→ Task inputs:

//! Template source loading for vuegen.
//! Raw template text lives in a `templates/` directory next to the
//! installed executable; copies embedded at compile time keep the binary
//! usable when that directory is absent.

use crate::error::{Error, Result};
use log::debug;
use std::fs;
use std::path::PathBuf;

/// Name of the template directory colocated with the executable.
pub const TEMPLATES_DIR: &str = "templates";

/// Template sources compiled into the binary.
const EMBEDDED: &[(&str, &str)] = &[
    ("component.vue.tmpl", include_str!("../templates/component.vue.tmpl")),
    ("component.html.tmpl", include_str!("../templates/component.html.tmpl")),
    ("component.script.tmpl", include_str!("../templates/component.script.tmpl")),
    ("component.style.tmpl", include_str!("../templates/component.style.tmpl")),
    ("component.single.tmpl", include_str!("../templates/component.single.tmpl")),
    ("interface.tmpl", include_str!("../templates/interface.tmpl")),
    ("model.tmpl", include_str!("../templates/model.tmpl")),
    ("service.tmpl", include_str!("../templates/service.tmpl")),
];

/// Trait for loading raw template text by source reference.
pub trait TemplateLoader {
    /// Loads the raw text for a template source file name.
    ///
    /// # Errors
    /// * `Error::TemplateError` if the source is unknown or unreadable
    fn load(&self, source_ref: &str) -> Result<String>;
}

/// Loader reading template sources from a directory on disk.
pub struct FileSystemLoader {
    root: PathBuf,
}

impl FileSystemLoader {
    pub fn new(root: PathBuf) -> Self {
        Self { root }
    }
}

impl TemplateLoader for FileSystemLoader {
    fn load(&self, source_ref: &str) -> Result<String> {
        let path = self.root.join(source_ref);
        debug!("Loading template source '{}'", path.display());
        fs::read_to_string(&path).map_err(|err| {
            Error::TemplateError(format!(
                "cannot read template source '{}': {}",
                path.display(),
                err
            ))
        })
    }
}

/// Loader serving the template sources embedded at compile time.
pub struct EmbeddedLoader;

impl EmbeddedLoader {
    pub fn new() -> Self {
        Self
    }
}

impl Default for EmbeddedLoader {
    fn default() -> Self {
        EmbeddedLoader::new()
    }
}

impl TemplateLoader for EmbeddedLoader {
    fn load(&self, source_ref: &str) -> Result<String> {
        EMBEDDED
            .iter()
            .find(|(name, _)| *name == source_ref)
            .map(|(_, text)| text.to_string())
            .ok_or_else(|| {
                Error::TemplateError(format!("unknown template source '{}'", source_ref))
            })
    }
}

/// Returns the template loader for this installation: the `templates/`
/// directory next to the executable when it exists, the embedded copies
/// otherwise.
pub fn default_loader() -> Box<dyn TemplateLoader> {
    let install_dir = std::env::current_exe()
        .ok()
        .and_then(|exe| exe.parent().map(|dir| dir.to_path_buf()));

    if let Some(dir) = install_dir {
        let templates_dir = dir.join(TEMPLATES_DIR);
        if templates_dir.is_dir() {
            debug!("Using template directory '{}'", templates_dir.display());
            return Box::new(FileSystemLoader::new(templates_dir));
        }
    }

    debug!("Using embedded template sources");
    Box::new(EmbeddedLoader::new())
}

→ Action item: Return the data above in full. Keep every line exactly as it is.

→ Reply to the exercise:
//! Template source loading for vuegen.
//! Raw template text lives in a `templates/` directory next to the
//! installed executable; copies embedded at compile time keep the binary
//! usable when that directory is absent.

use crate::error::{Error, Result};
use log::debug;
use std::fs;
use std::path::PathBuf;

/// Name of the template directory colocated with the executable.
pub const TEMPLATES_DIR: &str = "templates";

/// Template sources compiled into the binary.
const EMBEDDED: &[(&str, &str)] = &[
    ("component.vue.tmpl", include_str!("../templates/component.vue.tmpl")),
    ("component.html.tmpl", include_str!("../templates/component.html.tmpl")),
    ("component.script.tmpl", include_str!("../templates/component.script.tmpl")),
    ("component.style.tmpl", include_str!("../templates/component.style.tmpl")),
    ("component.single.tmpl", include_str!("../templates/component.single.tmpl")),
    ("interface.tmpl", include_str!("../templates/interface.tmpl")),
    ("model.tmpl", include_str!("../templates/model.tmpl")),
    ("service.tmpl", include_str!("../templates/service.tmpl")),
];

/// Trait for loading raw template text by source reference.
pub trait TemplateLoader {
    /// Loads the raw text for a template source file name.
    ///
    /// # Errors
    /// * `Error::TemplateError` if the source is unknown or unreadable
    fn load(&self, source_ref: &str) -> Result<String>;
}

/// Loader reading template sources from a directory on disk.
pub struct FileSystemLoader {
    root: PathBuf,
}

impl FileSystemLoader {
    pub fn new(root: PathBuf) -> Self {
        Self { root }
    }
}

impl TemplateLoader for FileSystemLoader {
    fn load(&self, source_ref: &str) -> Result<String> {
        let path = self.root.join(source_ref);
        debug!("Loading template source '{}'", path.display());
        fs::read_to_string(&path).map_err(|err| {
            Error::TemplateError(format!(
                "cannot read template source '{}': {}",
                path.display(),
                err
            ))
        })
    }
}

/// Loader serving the template sources embedded at compile time.
pub struct EmbeddedLoader;

impl EmbeddedLoader {
    pub fn new() -> Self {
        Self
    }
}

impl Default for EmbeddedLoader {
    fn default() -> Self {
        EmbeddedLoader::new()
    }
}

impl TemplateLoader for EmbeddedLoader {
    fn load(&self, source_ref: &str) -> Result<String> {
        EMBEDDED
            .iter()
            .find(|(name, _)| *name == source_ref)
            .map(|(_, text)| text.to_string())
            .ok_or_else(|| {
                Error::TemplateError(format!("unknown template source '{}'", source_ref))
            })
    }
}

/// Returns the template loader for this installation: the `templates/`
/// directory next to the executable when it exists, the embedded copies
/// otherwise.
pub fn default_loader() -> Box<dyn TemplateLoader> {
    let install_dir = std::env::current_exe()
        .ok()
        .and_then(|exe| exe.parent().map(|dir| dir.to_path_buf()));

    if let Some(dir) = install_dir {
        let templates_dir = dir.join(TEMPLATES_DIR);
        if templates_dir.is_dir() {
            debug!("Using template directory '{}'", templates_dir.display());
            return Box::new(FileSystemLoader::new(templates_dir));
        }
    }

    debug!("Using embedded template sources");
    Box::new(EmbeddedLoader::new())
}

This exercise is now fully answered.